Who Will Police the Police?

Sunday, March 18, 2007

Plato first posed the question in describing his notion of The Republic: who will ensure that those responsible for security do not abuse their power? Who will police the police? The question survives across the millennia, evidence of the corrupting influence of power.

I thought of this old Political Theory maxim again last week as the news broke about the firing of U.S. attorneys and the various explanations offered by U.S. Attorney General Alberto Gonzales. One of the excuses was that similar firings occurred during the Clinton Administration, too. That's not so much an excuse as simply further proof of Plato's wisdom.

It's been a long and bitter winter for people in power in Washington. The vice president's chief of staff now convicted of perjury; generals responsible for Walter Reed Army Medical Center fired over the scandalous conditions there; the wilful exposure of CIA Agent Valerie Plame; now, calls for Attorney General Gonzales to resign over the politically-motivated firings of Justice Department lawyers.

Every political administration has its woes, its critics, its bad judgments and ethical scandals. Our work in education is not about taking political sides, but rather, trying to find the right lessons to teach in the face of a great deal of bad behavior among people who really should know better. We say that we are preparing the future generations of citizen leaders — the future U.S. Attorneys, the intelligence agents and staff to Congressional committees, perhaps the elected officials and their senior counsel, the leaders of public interest groups, health professionals and the managers of governmental agencies responsible for delivering social services.

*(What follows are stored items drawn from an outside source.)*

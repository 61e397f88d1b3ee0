//! The interview engine: live sessions, the registry that owns them, the
//! grade codec, and the batch feedback processor.

pub mod feedback;
pub mod grades;
pub mod handlers;
pub mod personas;
pub mod prompts;
pub mod registry;
pub mod session;
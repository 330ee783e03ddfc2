//! Report data structures for commands.
//!
//! Commands build reports, then render them to an [`Output`] target.

mod check;
mod generate;
mod output;

pub use check::CheckReport;
pub use generate::{GenerateReport, PreviewReport};
pub use output::{Output, Report, TerminalOutput};

use daogen_codegen::{Diagnostic, Severity};

/// Render generation diagnostics as `warning:` / `info:` lines with their location.
pub(crate) fn render_diagnostics(diagnostics: &[Diagnostic], out: &mut dyn Output) {
    for diagnostic in diagnostics {
        let line = format!("{}: {}", diagnostic.severity, diagnostic.message);
        match diagnostic.severity {
            Severity::Warning => out.warning(&line),
            Severity::Info => out.preformatted(&line),
        }
        if let Some(location) = diagnostic.location() {
            let location = format!("  --> {}", location);
            match diagnostic.severity {
                Severity::Warning => out.warning(&location),
                Severity::Info => out.preformatted(&location),
            }
        }
    }
}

To ask what these future leaders might be learning from today's scandals seems too simplistic. More pointedly, what can we do in education to improve the ethical performance of public officials in the future? Your ideas are welcome — I will return to this topic in some of my next blogs. Please share your thoughts by clicking on the envelope below or send me a message at president@trinitydc.edu

For more on the firing of the federal prosecutors see the New York Times coverage and The Washington Post.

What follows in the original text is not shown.